Assez étonnamment, les conclusions d’études2 que nous avons menées mettent en avant un certain nombre de normes sociales structurant les journées de bureau.

L’idée est plutôt de jouer sur différents leviers à proposer aux salariés tout en leur donnant une certaine liberté dans la manière de fixer leurs horaires. Le télétravail est une solution qui pourrait être complétée par le télétravail en heure de pointe : une alternance entre le télétravail et le travail au bureau sur une même journée afin d’éviter les périodes de forte sollicitation des transports3. Ce système permet d’éviter l’effet pervers du décalage des horaires de bureau qui ne plaît pas à tous d’un point de vue social.

Sur-Mesure : Le temps est un élément immatériel, intangible. Comment agit-on concrètement sur cette dimension de la ville, grâce à quel outil ?

Afin de pouvoir agir, nous établissons tout d’abord ce que nous appelons le diagnostic temporel pour connaître les usages et les rythmes de vie des territoires. Ce diagnostic se base sur l’analyse de données de l’INSEE et des enquêtes ménages déplacements. Ces différences d’usages propres à chaque territoire, c’est ce que nous appelons les couleurs temporelles.

Une grille d’action qui renvoie à des éléments clés importants : la polyvalence, la mutualisation et la réversibilité.

Ces usages sont analysés selon une grille temporelle (le jour, la nuit, la semaine, le weekend, l’été, l’hiver, etc.). Grâce à cette lecture des usages dans le temps, nous serons à même de réfléchir à des bâtiments ou des services qui seront adaptés ou adaptables.

Sur-Mesure : Concrètement, comment cela se traduit-il au domaine de l‘aménagement ?

Cette grille est également une grille d’action qui renvoie à des éléments clés importants : la polyvalence, la mutualisation et la réversibilité.

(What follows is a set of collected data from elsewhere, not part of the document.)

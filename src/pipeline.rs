use std::time::Instant;

use anyhow::Result;
use reqwest::blocking::Client;
use serde::Serialize;
use tracing::{debug, info};

use crate::config::Config;
use crate::fetch_cache::FetchCache;
use crate::form::{MatchRecord, TeamForm, recent_form};
use crate::http_client::http_client;
use crate::injuries::{InjuryTable, fetch_team_injuries};
use crate::predict::{MatchInput, MatchPrediction, ScoringParams, predict_match, round2};
use crate::retrieval::{Retrieval, RetrievalStatus};
use crate::understat::fetch_team_history;

/// Where recent-form and absence data come from.
pub trait FormSource {
    fn team_history(&mut self, team: &str, season: u16) -> Retrieval<Vec<MatchRecord>>;
    fn team_injuries(&mut self, team_url: &str) -> Retrieval<InjuryTable>;
}

/// HTTP-backed source memoizing results per `(team, season)` and per injuries URL.
///
/// Failed fetches are not memoized, so the next pass retries them.
pub struct FormService {
    client: &'static Client,
    config: Config,
    history: FetchCache<(String, u16), Retrieval<Vec<MatchRecord>>>,
    injuries: FetchCache<String, Retrieval<InjuryTable>>,
}

impl FormService {
    pub fn new(config: Config) -> Result<Self> {
        let client = http_client(config.http_timeout)?;
        Ok(Self {
            client,
            history: FetchCache::new(config.cache_ttl),
            injuries: FetchCache::new(config.cache_ttl),
            config,
        })
    }

    pub fn config(&self) -> &Config {
        &self.config
    }

    pub fn clear_cache(&mut self) {
        self.history.clear();
        self.injuries.clear();
    }

    pub fn invalidate_team(&mut self, team: &str, season: u16) -> bool {
        self.history.invalidate(&(team.to_string(), season))
    }

    pub fn purge_expired(&mut self) -> usize {
        let now = Instant::now();
        self.history.purge_expired(now) + self.injuries.purge_expired(now)
    }

    pub fn cached_entries(&self) -> usize {
        self.history.len() + self.injuries.len()
    }
}

impl FormSource for FormService {
    fn team_history(&mut self, team: &str, season: u16) -> Retrieval<Vec<MatchRecord>> {
        let key = (team.to_string(), season);
        if let Some(hit) = self.history.get(&key) {
            debug!(team, season, "team history memo hit");
            return hit;
        }
        let fetched = fetch_team_history(self.client, &self.config, team, season);
        if !fetched.is_failed() {
            self.history.insert(key, fetched.clone());
        }
        fetched
    }

    fn team_injuries(&mut self, team_url: &str) -> Retrieval<InjuryTable> {
        let key = team_url.to_string();
        if let Some(hit) = self.injuries.get(&key) {
            return hit;
        }
        let fetched = fetch_team_injuries(self.client, team_url);
        if !fetched.is_failed() {
            self.injuries.insert(key, fetched.clone());
        }
        fetched
    }
}

#[derive(Debug, Clone, PartialEq, Serialize)]
pub struct SideReport {
    pub team: String,
    pub form: TeamForm,
    pub form_status: RetrievalStatus,
    pub form_error: Option<String>,
    pub matches_used: usize,
    /// Published absences; shown only, never applied to the score.
    pub absences: Option<usize>,
    pub injuries_status: Option<RetrievalStatus>,
}

#[derive(Debug, Clone, PartialEq, Serialize)]
pub struct PredictionRow {
    pub label: String,
    pub input: MatchInput,
    pub prediction: MatchPrediction,
    pub total_score: f64,
    pub home: SideReport,
    pub away: SideReport,
}

impl PredictionRow {
    pub fn degraded(&self) -> bool {
        self.home.form_status != RetrievalStatus::Retrieved
            || self.away.form_status != RetrievalStatus::Retrieved
    }
}

#[derive(Debug, Clone, PartialEq, Eq)]
pub struct AnalysisProgress {
    pub current: usize,
    pub total: usize,
    pub message: String,
}

/// One sequential pass over the inputs: fetch both sides, score, collect.
pub fn analyze_matches(
    inputs: &[MatchInput],
    source: &mut dyn FormSource,
    season: u16,
    params: ScoringParams,
    mut on_progress: impl FnMut(AnalysisProgress),
) -> Vec<PredictionRow> {
    let total = inputs.len();
    let mut rows = Vec::with_capacity(total);
    for (idx, input) in inputs.iter().enumerate() {
        let label = input.label();
        on_progress(AnalysisProgress {
            current: idx,
            total,
            message: format!("Fetching {label}"),
        });

        let home = side_report(
            source,
            &input.home,
            input.home_injuries_url.as_deref(),
            season,
        );
        let away = side_report(
            source,
            &input.away,
            input.away_injuries_url.as_deref(),
            season,
        );
        let prediction = predict_match(input, home.form, away.form, params);
        debug!(
            %label,
            home = prediction.home_score,
            draw = prediction.draw_score,
            away = prediction.away_score,
            pick = prediction.outcome.label(),
            "match scored"
        );
        rows.push(PredictionRow {
            label,
            input: input.clone(),
            total_score: prediction.total_score(),
            prediction,
            home,
            away,
        });
    }
    on_progress(AnalysisProgress {
        current: total,
        total,
        message: "Analysis complete".to_string(),
    });
    info!(matches = total, "analysis pass finished");
    rows
}

fn side_report(
    source: &mut dyn FormSource,
    team: &str,
    injuries_url: Option<&str>,
    season: u16,
) -> SideReport {
    let history = source.team_history(team, season);
    let form_status = history.status();
    let form_error = match &history {
        Retrieval::Failed(reason) => Some(reason.clone()),
        _ => None,
    };
    let records = history.into_value_or_default();
    let (absences, injuries_status) = match injuries_url {
        Some(url) => {
            let fetched = source.team_injuries(url);
            let status = fetched.status();
            let count = match fetched {
                Retrieval::Retrieved(table) => Some(table.absences()),
                _ => None,
            };
            (count, Some(status))
        }
        None => (None, None),
    };
    SideReport {
        team: team.to_string(),
        form: recent_form(&records),
        form_status,
        form_error,
        matches_used: records.len(),
        absences,
        injuries_status,
    }
}

/// Sum of the three reported scores across all rows.
pub fn grand_total(rows: &[PredictionRow]) -> f64 {
    round2(rows.iter().map(|r| r.total_score).sum())
}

Pour illustrer ces divers outils, on peut reprendre l’idée évoquée plus tôt d’un bâtiment initialement prévu pour un usage unique qui, grâce à cette grille d’action, s‘ouvre à d’autres usages. Cela peut se traduire dans des immeubles d’habitation par la construction d’un rez-de-chaussée avec une hauteur sous plafond suffisante pour permettre l’usage du local par un commerce ou un bureau si les besoins évoluent.

Par ailleurs, un outil a été réalisé par le réseau Tempo territorial. Il s’agit du guide « Prendre en compte le temps dans l’aménagement »4 construit sous forme de fiches pratiques.

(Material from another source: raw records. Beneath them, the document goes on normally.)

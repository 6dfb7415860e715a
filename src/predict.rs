use serde::Serialize;

use crate::form::TeamForm;

pub const DEFAULT_VOTE: f64 = 0.33;
pub const RECENT_WEIGHT: f64 = 0.7;
/// Flat availability multiplier applied to both sides. Scraped injury tables do not change it.
pub const INJURY_FACTOR: f64 = 0.85;

#[derive(Debug, Clone, PartialEq, Serialize)]
pub struct MatchInput {
    pub home: String,
    pub away: String,
    pub home_vote: f64,
    pub draw_vote: f64,
    pub away_vote: f64,
    pub home_injuries_url: Option<String>,
    pub away_injuries_url: Option<String>,
}

impl MatchInput {
    pub fn new(home: impl Into<String>, away: impl Into<String>) -> Self {
        Self {
            home: home.into(),
            away: away.into(),
            home_vote: DEFAULT_VOTE,
            draw_vote: DEFAULT_VOTE,
            away_vote: DEFAULT_VOTE,
            home_injuries_url: None,
            away_injuries_url: None,
        }
    }

    pub fn with_votes(mut self, home: f64, draw: f64, away: f64) -> Self {
        self.home_vote = home;
        self.draw_vote = draw;
        self.away_vote = away;
        self
    }

    pub fn label(&self) -> String {
        format!("{} vs {}", self.home, self.away)
    }
}

#[derive(Debug, Clone, Copy, PartialEq)]
pub struct ScoringParams {
    pub w_recent: f64,
    pub injury_factor_home: f64,
    pub injury_factor_away: f64,
}

impl Default for ScoringParams {
    fn default() -> Self {
        Self {
            w_recent: RECENT_WEIGHT,
            injury_factor_home: INJURY_FACTOR,
            injury_factor_away: INJURY_FACTOR,
        }
    }
}

#[derive(Debug, Clone, Copy, PartialEq, Eq, Hash, Serialize)]
#[serde(rename_all = "snake_case")]
pub enum Outcome {
    HomeWin,
    Draw,
    AwayWin,
}

impl Outcome {
    pub fn label(self) -> &'static str {
        match self {
            Outcome::HomeWin => "home win",
            Outcome::Draw => "draw",
            Outcome::AwayWin => "away win",
        }
    }
}

#[derive(Debug, Clone, Copy, PartialEq, Serialize)]
pub struct MatchPrediction {
    pub home_score: f64,
    pub draw_score: f64,
    pub away_score: f64,
    pub outcome: Outcome,
}

impl MatchPrediction {
    pub fn total_score(&self) -> f64 {
        round2(self.home_score + self.draw_score + self.away_score)
    }
}

/// Score a match from both sides' recent form and the crowd vote shares.
///
/// The outcome is picked on the unrounded scores; only the reported scores are rounded to two
/// decimals. A side wins only with a strictly greatest score, everything else is a draw.
pub fn predict_match(
    input: &MatchInput,
    home_form: TeamForm,
    away_form: TeamForm,
    params: ScoringParams,
) -> MatchPrediction {
    let recent = 1.0 + params.w_recent;
    let home_score = ((home_form.xg + (2.0 - away_form.xga)) / 2.0 * recent)
        * input.home_vote
        * params.injury_factor_home;
    let away_score = ((away_form.xg + (2.0 - home_form.xga)) / 2.0 * recent)
        * input.away_vote
        * params.injury_factor_away;
    let draw_score = ((home_score + away_score) / 2.0) * input.draw_vote;

    let outcome = if home_score > away_score.max(draw_score) {
        Outcome::HomeWin
    } else if away_score > home_score.max(draw_score) {
        Outcome::AwayWin
    } else {
        Outcome::Draw
    };

    MatchPrediction {
        home_score: round2(home_score),
        draw_score: round2(draw_score),
        away_score: round2(away_score),
        outcome,
    }
}

pub fn round2(value: f64) -> f64 {
    (value * 100.0).round() / 100.0
}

Faut-il concevoir un projet depuis les usages actuels de la ville ou faut-il laisser une marge de manœuvre pour faire évoluer le projet et ainsi prendre en compte les usages futurs de la ville ?

Sur-Mesure : Selon vous, y a-t-il un impératif de prise en compte de la temporalité dans les projets urbains ?

Nous avons fait une grille de lecture à destination des aménageurs pour leur fournir des éléments pour les aiguiller sur la prise en compte du temps et des usages dans leur pratique d'aménagement. Cette prise en compte est un plus, pas un impératif.

Cet élément a été testé dans la programmation de quelques projets sur notre territoire, cela nous a donné quelques pistes d’idées. Cependant, c’est une démarche qui arrive parfois en contradiction avec d’autres enjeux.

Sur-Mesure : Existe-t-il un moyen d’intervenir entre le moment de réflexion du projet et sa construction et son appropriation par les usagers ?

Votre question en renvoie à une autre : faut-il concevoir un projet depuis les usages actuels de la ville ou faut-il laisser une marge de manœuvre pour faire évoluer le projet et ainsi prendre en compte les usages futurs de la ville ? Deux exemples pour illustrer : le plan guide de l’île de Nantes, qui tout en s’urbanisant a su intégrer les nouveaux usages de la ville, et l'Hôtel Pasteur à Rennes qui est ouvert à des appropriations et usages évolutifs.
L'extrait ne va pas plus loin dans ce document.